Amiable · 17/07/2019 14:33

2 things stand out in your OP, he lies, and his company went bankrupt due to his mismanagement and covering up of finances.

I would say that these are fundamental issues which need to be addressed. Why does he do this? It seems to me he is making a lot of excuses why he can't move forward - it appears to come down to fear/anxiety of being "told off"/rejected?

ChopinIn10Minuets · 17/07/2019 14:38

Hmmm. I'd advise you to get a copy of Games People Play (with a health warning that it was written in the 1950s and one or two of the 'marital games' should be handled with flameproofed gloves), turn to 'Therapy Games' and understand how both you and the counsellor are getting embroiled in a big game of 'Why Don't You, Yes But.' (The posh name for this branch of counselling is Transactional Analysis).

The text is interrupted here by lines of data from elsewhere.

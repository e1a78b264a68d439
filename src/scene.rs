use cgmath::{Point3, Vector3};

use log::warn;

use crate::camera::Camera;
use crate::color::Color;
use crate::config::{Config, Steps};
use crate::error::Result;
use crate::float::*;
use crate::illumination;
use crate::light::PointLight;
use crate::material::{Material, MaterialPreset};
use crate::triangle::Triangle;

/// Everything the input handlers mutate and the renderer reads
#[derive(Clone, Debug)]
pub struct AppState {
    pub camera: Camera,
    pub light: PointLight,
    pub preset: MaterialPreset,
    pub steps: Steps,
    /// State changed since the last frame
    pub redraw: bool,
    pub quit: bool,
}

impl AppState {
    pub fn new(config: &Config) -> Result<Self> {
        let mut camera = Camera::look_at(
            Point3::from(config.eye),
            Point3::from(config.look),
            config.up.into(),
        )?;
        let shape = config.shape;
        camera.set_shape(shape.view_angle, shape.aspect, shape.near, shape.far)?;
        Ok(Self {
            camera,
            light: PointLight::new(Point3::from(config.light)),
            preset: config.material,
            steps: config.steps,
            redraw: true,
            quit: false,
        })
    }

    pub fn material(&self) -> Material {
        self.preset.material()
    }
}

/// Vertex with its final color
#[derive(Clone, Copy, Debug, PartialEq)]
pub struct ShadedVertex {
    pub pos: Point3<Float>,
    pub color: Color,
}

/// Shaded triangle list ready for upload
#[derive(Debug, Default)]
pub struct Frame {
    pub vertices: Vec<ShadedVertex>,
    /// Triangles dropped because their lighting was undefined
    pub skipped: usize,
}

/// Half length of the cross drawn at the light
const LIGHT_MARKER_SIZE: Float = 0.5;

/// Fixed geometry of the demo
#[derive(Clone, Debug)]
pub struct Scene {
    pub triangles: Vec<Triangle>,
}

impl Scene {
    pub fn new(triangles: Vec<Triangle>) -> Self {
        Self { triangles }
    }

    /// The six triangles of the lit solid
    pub fn cube() -> Self {
        Self::new(vec![
            Triangle::new([1.0, 1.0, -1.0], [1.0, -1.0, 1.0], [1.0, -1.0, -1.0]),
            Triangle::new([1.0, -1.0, 1.0], [-1.0, 1.0, 1.0], [-1.0, -1.0, 1.0]),
            Triangle::new([-1.0, 1.0, 1.0], [1.0, 1.0, -1.0], [-1.0, 1.0, -1.0]),
            Triangle::new([1.0, -1.0, 1.0], [1.0, 1.0, -1.0], [1.0, 1.0, 1.0]),
            Triangle::new([1.0, 1.0, -1.0], [-1.0, 1.0, 1.0], [1.0, 1.0, 1.0]),
            Triangle::new([-1.0, 1.0, 1.0], [1.0, -1.0, 1.0], [1.0, 1.0, 1.0]),
        ])
    }

    /// Light every vertex against a single snapshot of the state
    pub fn shade(&self, state: &AppState) -> Frame {
        let material = state.material();
        let eye = state.camera.eye;
        let light = state.light.pos;
        let mut frame = Frame {
            vertices: Vec::with_capacity(3 * self.triangles.len()),
            skipped: 0,
        };
        for (i, tri) in self.triangles.iter().enumerate() {
            let normal = tri.normal();
            let shaded: Result<Vec<ShadedVertex>> = tri
                .vertices()
                .iter()
                .map(|&pos| {
                    let color = illumination::shade(&material, pos, normal, light, eye)?;
                    Ok(ShadedVertex { pos, color })
                })
                .collect();
            match shaded {
                Ok(vertices) => frame.vertices.extend(vertices),
                Err(e) => {
                    warn!("Skipping triangle {}: {}", i, e);
                    frame.skipped += 1;
                }
            }
        }
        frame
    }

    /// Axis lines, the line toward the light and a small cross marking the
    /// light position, as a line list
    pub fn guides(&self, state: &AppState) -> Vec<ShadedVertex> {
        let origin = Point3::new(0.0, 0.0, 0.0);
        let line = |from: Point3<Float>, to: Point3<Float>, color: Color| {
            vec![ShadedVertex { pos: from, color }, ShadedVertex { pos: to, color }]
        };
        let mut guides = Vec::with_capacity(14);
        guides.extend(line(origin, Point3::new(1.0, 0.0, 0.0), Color::new(1.0, 0.0, 0.0)));
        guides.extend(line(origin, Point3::new(0.0, 1.0, 0.0), Color::new(0.5, 1.0, 0.5)));
        guides.extend(line(origin, Point3::new(0.0, 0.0, 1.0), Color::new(0.0, 0.0, 1.0)));
        guides.extend(line(
            Point3::new(1.0, 1.0, 1.0),
            state.light.pos,
            Color::new(1.0, 1.0, 0.5),
        ));
        let light = state.light.pos;
        for &arm in &[Vector3::unit_x(), Vector3::unit_y(), Vector3::unit_z()] {
            let arm = arm * LIGHT_MARKER_SIZE;
            guides.extend(line(light - arm, light + arm, Color::new(1.0, 1.0, 0.0)));
        }
        guides
    }
}

#[cfg(test)]
mod tests {
    use super::*;
    use cgmath::prelude::*;

    #[test]
    fn cube_triangles_are_not_degenerate() {
        for tri in &Scene::cube().triangles {
            assert!(tri.normal().magnitude() > 0.0);
        }
    }

    #[test]
    fn default_state_shades_every_vertex() {
        let state = AppState::new(&Config::default()).unwrap();
        let frame = Scene::cube().shade(&state);
        assert_eq!(frame.skipped, 0);
        assert_eq!(frame.vertices.len(), 18);
        for v in &frame.vertices {
            assert!(v.color.is_finite());
            assert!(v.color.r() >= 0.0 && v.color.g() >= 0.0 && v.color.b() >= 0.0);
        }
    }

    #[test]
    fn material_changes_colors() {
        let mut state = AppState::new(&Config::default()).unwrap();
        let scene = Scene::cube();
        let brass = scene.shade(&state);
        state.preset = state.preset.toggle();
        let silver = scene.shade(&state);
        assert_ne!(brass.vertices, silver.vertices);
        // Silver is gray on every vertex
        for v in &silver.vertices {
            assert_eq!(v.color.r(), v.color.g());
            assert_eq!(v.color.g(), v.color.b());
        }
    }

    #[test]
    fn light_on_a_vertex_skips_its_triangles() {
        let mut state = AppState::new(&Config::default()).unwrap();
        state.light = PointLight::new(Point3::new(1.0, -1.0, -1.0));
        let frame = Scene::cube().shade(&state);
        // Only the first triangle touches that corner
        assert_eq!(frame.skipped, 1);
        assert_eq!(frame.vertices.len(), 15);
    }

    #[test]
    fn guide_line_follows_light() {
        let mut state = AppState::new(&Config::default()).unwrap();
        state.light.translate(1.0, 0.0, 0.0);
        let guides = Scene::cube().guides(&state);
        assert_eq!(guides.len(), 14);
        assert_eq!(guides[7].pos, Point3::new(16.0, 20.0, 10.0));
    }

    #[test]
    fn light_marker_is_centered_on_light() {
        let mut state = AppState::new(&Config::default()).unwrap();
        state.light.translate(-2.0, 1.0, 0.0);
        let guides = Scene::cube().guides(&state);
        let marker = &guides[8..];
        assert_eq!(marker.len(), 6);
        for arm in marker.chunks(2) {
            let center = arm[0].pos.midpoint(arm[1].pos);
            assert_eq!(center, state.light.pos);
            assert_eq!(arm[0].pos.distance(arm[1].pos), 2.0 * LIGHT_MARKER_SIZE);
            assert_eq!(arm[0].color, Color::new(1.0, 1.0, 0.0));
        }
    }
}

Your job is to break out of the enabling role you have unwittingly fallen into, and stop playing the game. Your support has shielded your DP from the consequences of his inadequacy and prevented him from seeing the necessity of getting a job. So, don't pay for any more counselling unless it's specifically directed towards getting a job (CV, interview skills, professional development). Move out/move him out if you have to. It may be that he carries on playing the game with someone else, whether that's the counsellor or his parents. You can do without the nonsense.

user1481840227 · 18/07/2019 00:52

Medication isn't always the answer, in fact I would say that most of the time it isn't. If someone is depressed due to situational factors then I don't think medication is any use.
If he was saying to his therapist everything is perfect and rosey etc. and for some reason i'm depressed the therapist would recommend medication, but obviously the therapist isn't recommending it for a reason.

You say that he didn't seem depressed on a day to day basis, what do you think depression feels like or is supposed to look like?

There are many threads on depression here and I don't have much sympathy for the people involved when it goes on for many years and they don't seem to do anything to help themselves, people generally aren't full on depressed for years straight, there would be periods when they get better or at least well enough to say right i'm going to take advantage of this lighter mood and new positivity and be proactive about my mental health. If they don't do that then I don't think it's fair on their family.

However if your husband has only said he has been depressed for a couple of months I do think that that seems to be very intolerant of you, i'm not saying that you're wrong, you know him better than I do, you are able to guess if he's using it as a cop out or not.

I will say though that I think your marriage is in serious trouble if after only 2 months you are so intolerant and think he's using it as a cop out. I'm sure it's the lying etc. that has caused all of that so i'm not telling you that you should be more tolerant etc. just that that has clearly caused a lot of damage to your relationship. Do you think that that can ever be repaired? If not, then what's the point?

Also i've known a couple of men who went through quite severe breakdowns after going bankrupt or losing their businesses, I think the sense of failure can eat away at these particular men and make them doubt everything about themselves up to that point. I knew one guy who lost everything but refused to apply for benefits with his wife out of shame, she couldn't apply either because she needed lots of documents for him. It took him a long time to come around.

blackcat86 · 18/07/2019 09:06

That's all very convenient isn't it. They seem happy for him to leach off you then. DHs parents seem to both engulf our lives whilst offering very little support to DH and indulging him with how difficult his life is. Yes it must be awful to have most things done and paid for by someone else, sigh. You need to start making life a lot less comfortable for him. Start by totting up all of your joint expenditure and tell him you expect him to be contributing half as you cannot financially support him any longer. I did this and its really help as I now dont feel like I'm paying for DH to do what his wants and his DC whilst I'm stuck. Start to pull back a bit emotionally and get out and do your own thing. Arrange a night out with a friend or something. Whether you continue the relationship or not, do not put your life on hold for this man.